Again the fact that B. B. King, who served on the resolutions committee with him, as well as other conservative men like J. S. Hartzler, J. K. Bixler, and D. D. Miller were satisfied with this resolution is good evidence that the finer points of Fundamentalism had still not become part of these men’s thinking. But there are other signs that fundamentalist theology was beginning to make its impact.

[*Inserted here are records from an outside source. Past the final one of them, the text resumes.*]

use std::sync::Arc;
use std::time::Duration;

use clap::Parser;
use colored::*;
use tracing::error;

use retune::cli::{resolve_config, Args};
use retune::config::TunerConfig;
use retune::http_source::HttpMetricsSource;
use retune::tuner::{PerformanceTuner, TunerStatus};

fn build_env_filter(debug: bool) -> tracing_subscriber::EnvFilter {
    let fallback = if debug { "retune=debug" } else { "retune=info" };
    tracing_subscriber::EnvFilter::try_from_default_env()
        .unwrap_or_else(|_| tracing_subscriber::EnvFilter::new(fallback))
}

fn print_banner(args: &Args, config: &TunerConfig) {
    println!("{}", "RETUNE PERFORMANCE CONTROLLER".bright_cyan().bold());
    println!(
        "{}: {}",
        "Metrics".bright_yellow(),
        args.metrics_url.bright_white()
    );
    println!(
        "{}: every {} ms, margin {}%",
        "Evaluation".bright_yellow(),
        config.evaluation_interval_ms,
        config.safety_margin_pct
    );
    println!(
        "{}: up to {} concurrent, timeout {} ms, rollback below {}%",
        "Sessions".bright_yellow(),
        config.max_concurrent_sessions,
        config.session_timeout_ms,
        config.rollback_threshold_pct
    );
    println!("{}", "=".repeat(50).bright_blue());
}

fn print_status(status: &TunerStatus) {
    let tallies = &status.tallies;
    println!(
        "{} evaluations={} active={} completed={} cancelled={} timed_out={} actions={} failed={} rolled_back={}",
        "[retune]".bright_blue(),
        status.evaluations,
        status.active_sessions,
        tallies.sessions_completed,
        tallies.sessions_cancelled,
        tallies.sessions_timed_out,
        tallies.actions_executed,
        tallies.actions_failed,
        tallies.actions_rolled_back,
    );
}

#[tokio::main]
async fn main() -> Result<(), Box<dyn std::error::Error>> {
    let args = Args::parse();

    tracing_subscriber::fmt()
        .with_env_filter(build_env_filter(args.debug))
        .init();

    let config = resolve_config(&args)?;

    let source = HttpMetricsSource::builder(args.metrics_url.clone()).build();
    let tuner = PerformanceTuner::new(config.clone(), Arc::new(source.clone()));

    if !args.quiet {
        print_banner(&args, &config);
    }

    source.start_poller();
    tuner.start()?;

    let mut status_ticker =
        tokio::time::interval(Duration::from_secs(args.status_interval_secs.max(1)));
    status_ticker.set_missed_tick_behavior(tokio::time::MissedTickBehavior::Skip);

    loop {
        tokio::select! {
            _ = status_ticker.tick() => {
                if !args.quiet {
                    print_status(&tuner.status());
                }
            }
            result = tokio::signal::ctrl_c() => {
                if let Err(e) = result {
                    error!(error = %e, "failed to listen for shutdown signal");
                }
                break;
            }
        }
    }

    tuner.stop()?;
    if !args.quiet {
        println!("{}", "Shutting down.".bright_green());
    }
    Ok(())
}
//! # Stage: Tuning Sessions
//!
//! ## Responsibility
//! The lifecycle of a tuning session: one bounded run of actions under a
//! single policy invocation. The [`SessionManager`] creates sessions,
//! drives them on independent workers, finalizes their results, and owns
//! the active-session set, the append-only action history, and the
//! running tallies.
//!
//! ## Guarantees
//! - Actions within a session execute strictly sequentially, in
//!   generation order
//! - The active set never exceeds the concurrency bound
//! - Cancellation is cooperative: the flag is checked before and after
//!   every blocking step and never interrupts an in-flight action
//! - A session is finalized exactly once, by whichever of the worker or
//!   the reaper gets there first
//! - No lock is held across an action execution or a stabilization wait
//!
//! ## NOT Responsible For
//! - Deciding when to create sessions (evaluator)
//! - Applying individual actions (executor / effectors)

use std::collections::HashMap;
use std::fmt;
use std::sync::atomic::{AtomicBool, Ordering};
use std::sync::{Arc, Mutex, RwLock};
use std::time::{Duration, Instant};

use serde::Serialize;
use tokio::task::JoinHandle;
use tracing::{debug, info, warn};
use uuid::Uuid;

use crate::action::{ActionStatus, TuningAction};
use crate::error::{Result, TunerError};
use crate::executor::ActionExecutor;
use crate::generator::generate_actions;
use crate::metrics::{improvement_pct, now_ms, MetricsSource, PerformanceMetrics};
use crate::policy::TuningPolicy;

// ---------------------------------------------------------------------------
// SessionStatus
// ---------------------------------------------------------------------------

/// Where a session sits in its lifecycle. Everything but `Active` is
/// terminal.
#[derive(Debug, Clone, Copy, PartialEq, Eq, Serialize)]
pub enum SessionStatus {
    Active,
    Completed,
    Cancelled,
    TimedOut,
}

impl SessionStatus {
    pub fn name(&self) -> &'static str {
        match self {
            SessionStatus::Active => "active",
            SessionStatus::Completed => "completed",
            SessionStatus::Cancelled => "cancelled",
            SessionStatus::TimedOut => "timeout",
        }
    }

    pub fn is_terminal(&self) -> bool {
        !matches!(self, SessionStatus::Active)
    }
}

impl fmt::Display for SessionStatus {
    fn fmt(&self, f: &mut fmt::Formatter<'_>) -> fmt::Result {
        write!(f, "{}", self.name())
    }
}

// ---------------------------------------------------------------------------
// CancelFlag
// ---------------------------------------------------------------------------

/// Cloneable cancellation handle shared by the session worker, the
/// reaper, and external cancel calls. Observed at action boundaries only;
/// an in-flight effector call is never interrupted.
#[derive(Debug, Clone, Default)]
pub struct CancelFlag {
    flag: Arc<AtomicBool>,
}

impl CancelFlag {
    pub fn new() -> Self {
        Self::default()
    }

    pub fn signal(&self) {
        self.flag.store(true, Ordering::Relaxed);
    }

    pub fn is_signalled(&self) -> bool {
        self.flag.load(Ordering::Relaxed)
    }
}

// ---------------------------------------------------------------------------
// TuningSession
// ---------------------------------------------------------------------------

/// One bounded execution of a policy's action sequence. Mutated only by
/// its single worker, plus status/end fields by the reaper, always under
/// the session lock.
#[derive(Debug, Clone, Serialize)]
pub struct TuningSession {
    pub id: String,
    pub policy_id: String,
    pub status: SessionStatus,
    pub started_at_ms: u64,
    pub ended_at_ms: Option<u64>,
    /// Fixed length once generated; only statuses and per-action fields
    /// mutate during execution.
    pub actions: Vec<TuningAction>,
    /// Index of the action currently executing, if any.
    pub current_index: Option<usize>,
    pub initial_metrics: PerformanceMetrics,
    pub final_metrics: Option<PerformanceMetrics>,
    /// Aggregate improvement over (initial, final) metrics.
    pub total_improvement_pct: f64,
    /// Applied actions, rolled-back ones included.
    pub actions_succeeded: usize,
    pub actions_failed: usize,
    pub actions_rolled_back: usize,
    #[serde(skip)]
    pub started: Instant,
    #[serde(skip)]
    pub cancel: CancelFlag,
}

impl TuningSession {
    /// Wall-clock age since creation, from the monotonic clock.
    pub fn age(&self) -> Duration {
        self.started.elapsed()
    }
}

/// Shared handle to one session record. The worker owns mutation; other
/// paths lock briefly to read or to finalize.
pub type SessionHandle = Arc<Mutex<TuningSession>>;

/// What `create_session` did.
#[derive(Debug)]
pub enum CreateOutcome {
    /// Session registered in the active set, ready to run.
    Created(SessionHandle),
    /// The policy's rules produced no actions for these metrics.
    NoActions,
    /// The active set is at the concurrency bound.
    AtCapacity,
}

// ---------------------------------------------------------------------------
// SessionTallies
// ---------------------------------------------------------------------------

/// Running totals since startup. How terminal sessions stay observable
/// after they leave the active set, alongside the history log.
#[derive(Debug, Clone, Copy, Default, PartialEq, Eq, Serialize)]
pub struct SessionTallies {
    pub sessions_started: u64,
    pub sessions_completed: u64,
    pub sessions_cancelled: u64,
    pub sessions_timed_out: u64,
    pub actions_executed: u64,
    pub actions_failed: u64,
    pub actions_rolled_back: u64,
}

// ---------------------------------------------------------------------------
// SessionManager
// ---------------------------------------------------------------------------

/// Owns session lifecycles. Clone freely; all clones share the active
/// set, history, and tallies.
#[derive(Clone)]
pub struct SessionManager {
    inner: Arc<ManagerInner>,
}

struct ManagerInner {
    sessions: RwLock<HashMap<String, SessionHandle>>,
    history: Mutex<Vec<TuningAction>>,
    tallies: Mutex<SessionTallies>,
    executor: ActionExecutor,
    source: Arc<dyn MetricsSource>,
    stabilization: Duration,
    max_concurrent: usize,
}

At the meeting of General Conference at Kalona, Iowa, that fall (1913) the Conference was asked to define its position on the inspiration of the Bible. In answer the following was adopted:

Ans. We accept the Bible as the one inspired, infallible, inerrant message of God, revealing Himself, His workmanship and His will to man.
We believe the inspiration of the Bible to be different in kind and degree from any other literature in this: The men who wrote the Bible were in the hands of God to such an extent that their message, inbreathed of God, is free from all human imperfections, and is therefore absolutely inerrant and reliable, while in all other literature the imperfections and shortcomings of the writers find their way into their productions, Notwithstanding errors in language which appear in translations and revisions, the message of God as originally given to man is perfect and furthermore He preserves this message absolutely inerrant making the Bible God’s eternal message to man, complete and sufficient for all ages.[21]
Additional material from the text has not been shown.